フロントエアバッグは、乗員室においてシートの前に設けられるハンドルまたはダッシュボードに設けられ、シートへ向かって後向きに展開する。そして、衝突時に前へ倒れ込む乗員の上体を、展開したフロントエアバッグで支えて衝撃を吸収する。
たとえば前面衝突においても、衝突の衝撃によりシートに着座した乗員が前へ移動する可能性がある。そして、乗員の腰部がシートの着座位置から前へ滑って移動してしまうと、腰部を軸としてその周りで前へ倒れ込もうとする上体は、フロントエアバッグに近づいた状態から前へ倒れ込むことになる。この場合、フロントエアバッグと上体との接触状態は、腰部がシートの着座位置にある場合に想定していたものとは異なる。
その結果、乗員の腰部はシートの着座位置に保持され、たとえば前面衝突の際に乗員の上体は着座位置に安定した腰部の周りで前側へ倒れるようになり、衝突の際の乗員の上体の挙動は所望のものに近づく。そして、着座位置にある腰部の周りで前などへ倒れる上体を、フロントエアバッグにより好適に支えて衝撃を吸収することができる。
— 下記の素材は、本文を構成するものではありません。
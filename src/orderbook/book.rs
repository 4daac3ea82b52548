//! The order book: two price-ordered sides plus an id directory.
//!
//! Two `crossbeam_skiplist::SkipMap`s keyed directly by price (no
//! negated sort key or sign games on the display price) hold
//! `Arc<PriceLevel>`, and a `DashMap` id directory at the book level
//! is the sole authority on whether an order is live.

use super::error::OrderBookError;
use super::order::{Order, OrderId, Price, Quantity, Sequence, Side};
use super::price_level::PriceLevel;
use crossbeam_skiplist::SkipMap;
use dashmap::DashMap;
use std::sync::Arc;
use std::sync::atomic::{AtomicU64, Ordering};
use tracing::trace;

/// A (price, aggregate live quantity) pair for one level of depth.
#[derive(Debug, Clone, Copy, PartialEq, Eq)]
pub struct DepthLevel {
    pub price: Price,
    pub quantity: Quantity,
}

/// Single-instrument order book: two price-time-priority sides and
/// the id directory that arbitrates liveness.
pub struct OrderBook {
    bids: SkipMap<u64, Arc<PriceLevel>>,
    asks: SkipMap<u64, Arc<PriceLevel>>,
    /// id -> (price, side); presence is the sole authority on whether
    /// an order is live.
    order_locations: DashMap<OrderId, (Price, Side)>,
    /// Monotonically increasing arrival counter, assigned at `add`
    /// time. Used for observability and as the order's nominal
    /// tie-break key; actual tie-break ordering among live orders at
    /// a price is enforced by each `PriceLevel`'s own FIFO arrival
    /// queue, not by comparing this counter.
    next_sequence: AtomicU64,
    /// Tombstone-fraction threshold (as a percentage, 0-100) above
    /// which `best_*`/`pop_best_*` proactively compacts a level's
    /// arrival queue.
    compaction_threshold_pct: u8,
}

impl OrderBook {
    /// Default compaction threshold.
    pub const DEFAULT_COMPACTION_THRESHOLD_PCT: u8 = 50;

    pub fn new() -> Self {
        OrderBook {
            bids: SkipMap::new(),
            asks: SkipMap::new(),
            order_locations: DashMap::new(),
            next_sequence: AtomicU64::new(0),
            compaction_threshold_pct: Self::DEFAULT_COMPACTION_THRESHOLD_PCT,
        }
    }

    pub fn with_compaction_threshold_pct(mut self, pct: u8) -> Self {
        self.compaction_threshold_pct = pct;
        self
    }

    fn side_map(&self, side: Side) -> &SkipMap<u64, Arc<PriceLevel>> {
        match side {
            Side::Buy => &self.bids,
            Side::Sell => &self.asks,
        }
    }

    fn level_for(&self, side: Side, price: Price) -> Arc<PriceLevel> {
        self.side_map(side)
            .get_or_insert(price.ticks(), Arc::new(PriceLevel::new(price)))
            .value()
            .clone()
    }

    /// Insert a validated order into the side-appropriate level and
    /// the id directory.
    ///
    /// # Errors
    /// [`OrderBookError::DuplicateOrder`] if `order.id` is already
    /// resting.
    pub fn add(&self, mut order: Order) -> Result<(), OrderBookError> {
        if self.order_locations.contains_key(&order.id) {
            return Err(OrderBookError::DuplicateOrder(order.id));
        }
        let seq = self.next_sequence.fetch_add(1, Ordering::Relaxed);
        order.sequence = Some(Sequence(seq));
        let (id, side, price) = (order.id, order.side, order.price);
        self.order_locations.insert(id, (price, side));
        self.level_for(side, price).insert(order);
        trace!(%id, %side, %price, seq, "order added to book");
        Ok(())
    }

    /// Remove `id` from the directory, leaving any physical copy in
    /// its price level as a tombstone. Idempotent: removing an id
    /// that is not present is a silent no-op, not an error. Returns
    /// whether an order was actually removed.
    pub fn cancel(&self, id: OrderId) -> bool {
        let Some((_, (price, side))) = self.order_locations.remove(&id) else {
            return false;
        };
        if let Some(level) = self.side_map(side).get(&price.ticks()) {
            level.value().tombstone(&id);
        }
        trace!(%id, "order cancelled");
        true
    }

    /// Best (highest) live bid, discarding tombstones from the top as
    /// needed. Empties and removes levels that become logically
    /// empty.
    pub fn best_bid(&self) -> Option<Order> {
        self.best(Side::Buy)
    }

    /// Best (lowest) live ask, discarding tombstones from the top as
    /// needed.
    pub fn best_ask(&self) -> Option<Order> {
        self.best(Side::Sell)
    }

    fn best(&self, side: Side) -> Option<Order> {
        let map = self.side_map(side);
        loop {
            let entry = match side {
                Side::Buy => map.iter().next_back(),
                Side::Sell => map.iter().next(),
            }?;
            let level = entry.value().clone();
            if let Some(order) = level.peek_front() {
                self.maybe_compact(&level);
                return Some(order);
            }
            // Level is logically empty: drop it from the side map so
            // future lookups don't re-scan a dead level.
            entry.remove();
        }
    }

    fn maybe_compact(&self, level: &PriceLevel) {
        let physical = level.physical_len();
        if physical == 0 {
            return;
        }
        let live = level.live_count();
        let tombstoned = physical.saturating_sub(live);
        if tombstoned * 100 >= physical * self.compaction_threshold_pct as usize {
            level.compact();
        }
    }

    /// Remove and return the top live bid after tombstone cleanup,
    /// deleting both its directory entry and its physical slot.
    pub fn pop_best_bid(&self) -> Option<Order> {
        self.pop_best(Side::Buy)
    }

    /// Remove and return the top live ask after tombstone cleanup.
    pub fn pop_best_ask(&self) -> Option<Order> {
        self.pop_best(Side::Sell)
    }

    fn pop_best(&self, side: Side) -> Option<Order> {
        let map = self.side_map(side);
        loop {
            let entry = match side {
                Side::Buy => map.iter().next_back(),
                Side::Sell => map.iter().next(),
            }?;
            let level = entry.value().clone();
            if let Some(order) = level.pop_front() {
                self.order_locations.remove(&order.id);
                if level.is_logically_empty() && level.physical_len() == 0 {
                    entry.remove();
                }
                return Some(order);
            }
            entry.remove();
        }
    }

    /// Reduce the resting quantity of `id` by `fill`, used by the
    /// matching kernel when the resting side is only partially
    /// consumed. `id` must currently be the top of its side (the
    /// matching kernel only ever reduces what `best_*` just returned).
    pub fn reduce_top(&self, side: Side, id: OrderId, price: Price, fill: Quantity) {
        if let Some(level) = self.side_map(side).get(&price.ticks()) {
            level.value().reduce(&id, fill);
        }
    }

    /// True if `id` currently resolves to a live order.
    pub fn contains(&self, id: OrderId) -> bool {
        self.order_locations.contains_key(&id)
    }

    /// The live remaining quantity of `id`, or `None` if it is not
    /// currently resting (cancelled, fully filled, or never added).
    pub fn quantity_of(&self, id: OrderId) -> Option<Quantity> {
        let (price, side) = *self.order_locations.get(&id)?;
        self.side_map(side)
            .get(&price.ticks())?
            .value()
            .quantity_of(&id)
    }

    /// Number of live orders tracked in the id directory.
    pub fn len(&self) -> usize {
        self.order_locations.len()
    }

    /// Number of live orders resting on one side, summed across every
    /// price level on that side.
    pub fn side_len(&self, side: Side) -> usize {
        self.side_map(side)
            .iter()
            .map(|entry| entry.value().live_count())
            .sum()
    }

    pub fn is_empty(&self) -> bool {
        self.order_locations.is_empty()
    }

    /// Physical arrival-queue length (live orders plus not-yet-discarded
    /// tombstones) at `(side, price)`, or `None` if no level has ever
    /// existed at that price. Exposed for observability/tests; reflects
    /// compaction history, not the live order count.
    pub fn physical_depth_at(&self, side: Side, price: Price) -> Option<usize> {
        Some(self.side_map(side).get(&price.ticks())?.value().physical_len())
    }

    /// Top-`k` live (price, aggregate-quantity) levels for
    /// broadcasting, best first. Only cleanses tombstones within the
    /// traversed prefix; deeper tombstones are left for a later
    /// `best_*`/`pop_best_*` call to discover.
    pub fn depth(&self, side: Side, k: usize) -> Vec<DepthLevel> {
        let map = self.side_map(side);
        let iter: Box<dyn Iterator<Item = _>> = match side {
            Side::Buy => Box::new(map.iter().rev()),
            Side::Sell => Box::new(map.iter()),
        };
        let mut out = Vec::with_capacity(k.min(self.side_map(side).len()));
        for entry in iter {
            if out.len() >= k {
                break;
            }
            let level = entry.value();
            let qty = level.total_quantity();
            if qty.is_zero() {
                continue;
            }
            out.push(DepthLevel {
                price: level.price(),
                quantity: qty,
            });
        }
        out
    }
}

impl Default for OrderBook {
    fn default() -> Self {
        Self::new()
    }
}
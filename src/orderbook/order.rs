//! Order value types: [`Order`], [`Side`], [`OrderKind`], and the scaled
//! [`Price`]/[`Quantity`] newtypes that keep the book off binary floats.

use crate::utils::current_time_millis;
use serde::{Deserialize, Serialize};
use std::fmt;
use uuid::Uuid;

/// Unique order identifier, stable for the order's lifetime.
#[derive(Debug, Clone, Copy, PartialEq, Eq, Hash, Serialize, Deserialize)]
pub struct OrderId(pub Uuid);

impl OrderId {
    /// Mint a fresh, random order id.
    pub fn new() -> Self {
        OrderId(Uuid::new_v4())
    }
}

impl Default for OrderId {
    fn default() -> Self {
        Self::new()
    }
}

impl fmt::Display for OrderId {
    fn fmt(&self, f: &mut fmt::Formatter<'_>) -> fmt::Result {
        write!(f, "{}", self.0)
    }
}

/// Buy or sell side of an order.
#[derive(Debug, Clone, Copy, PartialEq, Eq, Hash, Serialize, Deserialize)]
pub enum Side {
    Buy,
    Sell,
}

impl Side {
    /// The side an incoming order matches against.
    pub fn opposite(self) -> Side {
        match self {
            Side::Buy => Side::Sell,
            Side::Sell => Side::Buy,
        }
    }
}

impl fmt::Display for Side {
    fn fmt(&self, f: &mut fmt::Formatter<'_>) -> fmt::Result {
        match self {
            Side::Buy => write!(f, "BUY"),
            Side::Sell => write!(f, "SELL"),
        }
    }
}

/// Order type. Only `Limit` rests in the book; `Market` is an
/// aggressor that is discarded, never added, if it cannot fully fill.
#[derive(Debug, Clone, Copy, PartialEq, Eq, Hash, Serialize, Deserialize)]
pub enum OrderKind {
    Limit,
    Market,
}

/// A price expressed in ticks (a scaled integer), never a binary
/// float. One unit of `Price` is one tick of the instrument; the
/// scale is a convention shared by every producer and consumer of the
/// book.
#[derive(Debug, Clone, Copy, PartialEq, Eq, PartialOrd, Ord, Hash, Serialize, Deserialize)]
pub struct Price(pub u64);

impl Price {
    pub const fn new(ticks: u64) -> Self {
        Price(ticks)
    }

    pub const fn ticks(self) -> u64 {
        self.0
    }
}

impl fmt::Display for Price {
    fn fmt(&self, f: &mut fmt::Formatter<'_>) -> fmt::Result {
        write!(f, "{}", self.0)
    }
}

/// A non-negative quantity, expressed in the instrument's smallest
/// tradable unit (a scaled integer).
#[derive(Debug, Clone, Copy, PartialEq, Eq, PartialOrd, Ord, Hash, Serialize, Deserialize)]
pub struct Quantity(pub u64);

impl Quantity {
    pub const fn new(amount: u64) -> Self {
        Quantity(amount)
    }

    pub const fn raw(self) -> u64 {
        self.0
    }

    pub const fn is_zero(self) -> bool {
        self.0 == 0
    }

    pub fn saturating_sub(self, other: Quantity) -> Quantity {
        Quantity(self.0.saturating_sub(other.0))
    }
}

impl fmt::Display for Quantity {
    fn fmt(&self, f: &mut fmt::Formatter<'_>) -> fmt::Result {
        write!(f, "{}", self.0)
    }
}

/// Monotonic arrival sequence used for tie-breaking among equal
/// prices. Preferred over wall-clock time because it guarantees a
/// total order and cannot collide.
#[derive(Debug, Clone, Copy, PartialEq, Eq, PartialOrd, Ord, Hash, Serialize, Deserialize)]
pub struct Sequence(pub u64);

/// A limit or market order.
///
/// `quantity` is the order's *remaining* quantity: the matching
/// kernel decrements it in place as fills occur. Once it reaches
/// zero the order is terminal and must never re-enter the book.
#[derive(Debug, Clone, PartialEq, Eq, Serialize, Deserialize)]
pub struct Order {
    pub id: OrderId,
    pub side: Side,
    pub kind: OrderKind,
    pub price: Price,
    pub quantity: Quantity,
    pub timestamp: u64,
    /// Assigned by the book at `add` time; `None` before an order has
    /// ever been resting (e.g. while still inside the matching loop).
    pub sequence: Option<Sequence>,
}

impl Order {
    /// Construct a new limit order with a freshly minted id and the
    /// current wall-clock timestamp.
    pub fn limit(side: Side, price: Price, quantity: Quantity) -> Self {
        Order {
            id: OrderId::new(),
            side,
            kind: OrderKind::Limit,
            price,
            quantity,
            timestamp: current_time_millis(),
            sequence: None,
        }
    }

    /// Construct a new market order. Market orders never rest: if
    /// they are not fully filled by the matching kernel, the residual
    /// is discarded.
    pub fn market(side: Side, quantity: Quantity) -> Self {
        Order {
            id: OrderId::new(),
            side,
            kind: OrderKind::Market,
            // Reserved, unused for crossing: market orders cross at
            // any resting price, so no price limit applies.
            price: Price::new(0),
            quantity,
            timestamp: current_time_millis(),
            sequence: None,
        }
    }

    pub fn is_terminal(&self) -> bool {
        self.quantity.is_zero()
    }
}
しかも、第二座面エアバッグは、第一座面エアバッグより後側へ延在し、第一座面エアバッグより低い剛性に展開する。よって、たとえば第一座面エアバッグをシートに着座した乗員の荷重により変形し難い高い剛性に展開させて乗員の腰部などを好適に支持させつつ、乗員の腰部などがその高い剛性の第一座面エアバッグに対して直接的に接触し難くなる。乗員の腰部などを第一座面エアバッグより低い剛性に展開する第二座面エアバッグに接触した状態で、第一座面エアバッグにより支えることができる。
図1は、本発明の実施形態に係る乗員保護装置10が適用可能な自動車1の説明図である。
図1には、シートベルト19、フロントエアバッグ16が図示されている。
シートベルト19は、一般的に三点式である。三点式のシートベルト19は、シート4に着座した乗員の腰周りのラップ部、および上体前にたすき掛けされるショルダ部を有する。そして、衝突前に図示外のリトラクタでシートベルト19を巻き取ってたるみを減らし、さらに衝突時にシートベルト19の送り出しを規制する。これにより、衝突時にシート4から前へ移動しようとする乗員の身体をシート4に着座した状態に保持するように作動できる。
フロントエアバッグ16は、乗員室2においてシート4の前に設けられるハンドルまたはダッシュボード6に設けられ、シート4へ向かって後向きに展開する。そして、衝突時に前へ倒れ込む乗員の上体を、展開したフロントエアバッグ16で支えて衝撃を吸収できる。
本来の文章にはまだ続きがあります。